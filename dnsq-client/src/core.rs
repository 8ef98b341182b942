use std::error;
use std::fmt;
use std::io;
use std::time::Duration;

#[derive(Debug, Eq, PartialEq, Copy, Clone)]
pub enum ErrorKind {
    /// A read needed more bytes than the buffer had left.
    Truncated,
    /// Header counts declare more entries than the remaining bytes can hold.
    ShortPacket,
    /// A name label length byte used one of the reserved `01` or `10` prefixes.
    InvalidLabelLength,
    /// A compression pointer did not point strictly backwards.
    MalformedPointer,
    /// A decompressed name was longer than 255 bytes.
    NameTooLong,
    /// A compression offset could not be represented in 14 bits.
    PointerRange,
    InvalidData,
    Transport,
    Timeout,
    Protocol,
    Configuration,
}

impl ErrorKind {
    /// Return true if this kind of error was raised by the network or a deadline
    /// rather than by the contents of a message.
    pub fn is_transport(&self) -> bool {
        matches!(self, Self::Transport | Self::Timeout)
    }

    /// Return true if this kind of error was raised while encoding or decoding
    /// a message.
    pub fn is_codec(&self) -> bool {
        matches!(
            self,
            Self::Truncated
                | Self::ShortPacket
                | Self::InvalidLabelLength
                | Self::MalformedPointer
                | Self::NameTooLong
                | Self::PointerRange
                | Self::InvalidData
        )
    }
}

impl fmt::Display for ErrorKind {
    fn fmt(&self, f: &mut fmt::Formatter<'_>) -> fmt::Result {
        match self {
            Self::Truncated => write!(f, "truncated data"),
            Self::ShortPacket => write!(f, "short packet"),
            Self::InvalidLabelLength => write!(f, "invalid label length"),
            Self::MalformedPointer => write!(f, "malformed pointer"),
            Self::NameTooLong => write!(f, "name too long"),
            Self::PointerRange => write!(f, "pointer out of range"),
            Self::InvalidData => write!(f, "invalid data"),
            Self::Transport => write!(f, "transport error"),
            Self::Timeout => write!(f, "timeout"),
            Self::Protocol => write!(f, "protocol error"),
            Self::Configuration => write!(f, "configuration error"),
        }
    }
}

#[derive(Debug)]
enum ErrorRepr {
    Message(String),
    Cause(Box<dyn error::Error + Send + Sync + 'static>),
    MessageCause(String, Box<dyn error::Error + Send + Sync + 'static>),
}

#[derive(Debug)]
pub struct DnsqError {
    kind: ErrorKind,
    repr: ErrorRepr,
}

impl DnsqError {
    fn message<S>(kind: ErrorKind, msg: S) -> DnsqError
    where
        S: Into<String>,
    {
        DnsqError {
            kind,
            repr: ErrorRepr::Message(msg.into()),
        }
    }

    fn message_cause<S, E>(kind: ErrorKind, msg: S, e: E) -> DnsqError
    where
        S: Into<String>,
        E: error::Error + Send + Sync + 'static,
    {
        DnsqError {
            kind,
            repr: ErrorRepr::MessageCause(msg.into(), Box::new(e)),
        }
    }

    pub fn truncated<S>(msg: S) -> DnsqError
    where
        S: Into<String>,
    {
        Self::message(ErrorKind::Truncated, msg)
    }

    pub fn short_packet<S>(msg: S) -> DnsqError
    where
        S: Into<String>,
    {
        Self::message(ErrorKind::ShortPacket, msg)
    }

    pub fn invalid_label_length(len: u8) -> DnsqError {
        Self::message(
            ErrorKind::InvalidLabelLength,
            format!("label length byte {:#04x} uses a reserved prefix", len),
        )
    }

    pub fn malformed_pointer<S>(msg: S) -> DnsqError
    where
        S: Into<String>,
    {
        Self::message(ErrorKind::MalformedPointer, msg)
    }

    pub fn name_too_long<S>(msg: S) -> DnsqError
    where
        S: Into<String>,
    {
        Self::message(ErrorKind::NameTooLong, msg)
    }

    pub fn pointer_range(offset: usize) -> DnsqError {
        Self::message(
            ErrorKind::PointerRange,
            format!("offset {} cannot be used as a compression pointer", offset),
        )
    }

    pub fn invalid_data<S>(msg: S) -> DnsqError
    where
        S: Into<String>,
    {
        Self::message(ErrorKind::InvalidData, msg)
    }

    pub fn invalid_data_cause<S, E>(msg: S, e: E) -> DnsqError
    where
        S: Into<String>,
        E: error::Error + Send + Sync + 'static,
    {
        Self::message_cause(ErrorKind::InvalidData, msg, e)
    }

    pub fn transport<S>(msg: S) -> DnsqError
    where
        S: Into<String>,
    {
        Self::message(ErrorKind::Transport, msg)
    }

    pub fn transport_cause<S, E>(msg: S, e: E) -> DnsqError
    where
        S: Into<String>,
        E: error::Error + Send + Sync + 'static,
    {
        Self::message_cause(ErrorKind::Transport, msg, e)
    }

    pub fn timeout<D>(t: Duration, operation: D) -> DnsqError
    where
        D: fmt::Display,
    {
        Self::message(
            ErrorKind::Timeout,
            format!("operation {} timed out after {:?}", operation, t),
        )
    }

    pub fn protocol<S>(msg: S) -> DnsqError
    where
        S: Into<String>,
    {
        Self::message(ErrorKind::Protocol, msg)
    }

    pub fn protocol_cause<S, E>(msg: S, e: E) -> DnsqError
    where
        S: Into<String>,
        E: error::Error + Send + Sync + 'static,
    {
        Self::message_cause(ErrorKind::Protocol, msg, e)
    }

    pub fn configuration<S>(msg: S) -> DnsqError
    where
        S: Into<String>,
    {
        Self::message(ErrorKind::Configuration, msg)
    }

    pub fn configuration_cause<S, E>(msg: S, e: E) -> DnsqError
    where
        S: Into<String>,
        E: error::Error + Send + Sync + 'static,
    {
        Self::message_cause(ErrorKind::Configuration, msg, e)
    }

    pub fn kind(&self) -> ErrorKind {
        self.kind
    }

    /// Kind of the underlying I/O error if this error was caused by one.
    pub fn io_kind(&self) -> Option<io::ErrorKind> {
        let cause = match &self.repr {
            ErrorRepr::Message(_) => return None,
            ErrorRepr::Cause(e) => e,
            ErrorRepr::MessageCause(_, e) => e,
        };

        cause.downcast_ref::<io::Error>().map(|e| e.kind())
    }
}

impl fmt::Display for DnsqError {
    fn fmt(&self, f: &mut fmt::Formatter<'_>) -> fmt::Result {
        match &self.repr {
            ErrorRepr::Message(msg) => write!(f, "{}: {}", self.kind, msg),
            ErrorRepr::Cause(e) => write!(f, "{}: {}", self.kind, e),
            ErrorRepr::MessageCause(msg, e) => write!(f, "{}: {}: {}", self.kind, msg, e),
        }
    }
}

impl error::Error for DnsqError {
    fn source(&self) -> Option<&(dyn error::Error + 'static)> {
        match &self.repr {
            ErrorRepr::Message(_) => None,
            ErrorRepr::Cause(e) => Some(e.as_ref()),
            ErrorRepr::MessageCause(_, e) => Some(e.as_ref()),
        }
    }
}

impl From<(String, io::Error)> for DnsqError {
    fn from((msg, e): (String, io::Error)) -> Self {
        Self::message_cause(ErrorKind::Transport, msg, e)
    }
}

impl From<io::Error> for DnsqError {
    fn from(e: io::Error) -> Self {
        DnsqError {
            kind: ErrorKind::Transport,
            repr: ErrorRepr::Cause(Box::new(e)),
        }
    }
}

#[cfg(test)]
mod test {
    use super::{DnsqError, ErrorKind};
    use std::io;
    use std::time::Duration;

    #[test]
    fn test_error_kind_is_transport() {
        assert!(ErrorKind::Transport.is_transport());
        assert!(ErrorKind::Timeout.is_transport());
        assert!(!ErrorKind::Protocol.is_transport());
        assert!(!ErrorKind::Truncated.is_transport());
    }

    #[test]
    fn test_error_kind_is_codec() {
        assert!(ErrorKind::MalformedPointer.is_codec());
        assert!(ErrorKind::ShortPacket.is_codec());
        assert!(!ErrorKind::Transport.is_codec());
        assert!(!ErrorKind::Configuration.is_codec());
    }

    #[test]
    fn test_error_from_io_error() {
        let err = DnsqError::from(io::Error::from(io::ErrorKind::BrokenPipe));
        assert_eq!(ErrorKind::Transport, err.kind());
        assert_eq!(Some(io::ErrorKind::BrokenPipe), err.io_kind());
    }

    #[test]
    fn test_error_from_message_io_error() {
        let err = DnsqError::from(("connect".to_owned(), io::Error::from(io::ErrorKind::ConnectionRefused)));
        assert_eq!(ErrorKind::Transport, err.kind());
        assert_eq!(Some(io::ErrorKind::ConnectionRefused), err.io_kind());
        assert!(err.to_string().starts_with("transport error: connect: "));
    }

    #[test]
    fn test_error_io_kind_no_cause() {
        let err = DnsqError::protocol("bad");
        assert_eq!(None, err.io_kind());
    }

    #[test]
    fn test_error_timeout_display() {
        let err = DnsqError::timeout(Duration::from_secs(1), "exchange");
        assert_eq!(ErrorKind::Timeout, err.kind());
        assert_eq!("timeout: operation exchange timed out after 1s", err.to_string());
    }
}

•••••

WHAT THE TASK REQUIRES - Find every line in the records above that holds the word "offset", and copy each one.

YOUR SOLUTION -
    /// A compression offset could not be represented in 14 bits.
    pub fn pointer_range(offset: usize) -> DnsqError {
            format!("offset {} cannot be used as a compression pointer", offset),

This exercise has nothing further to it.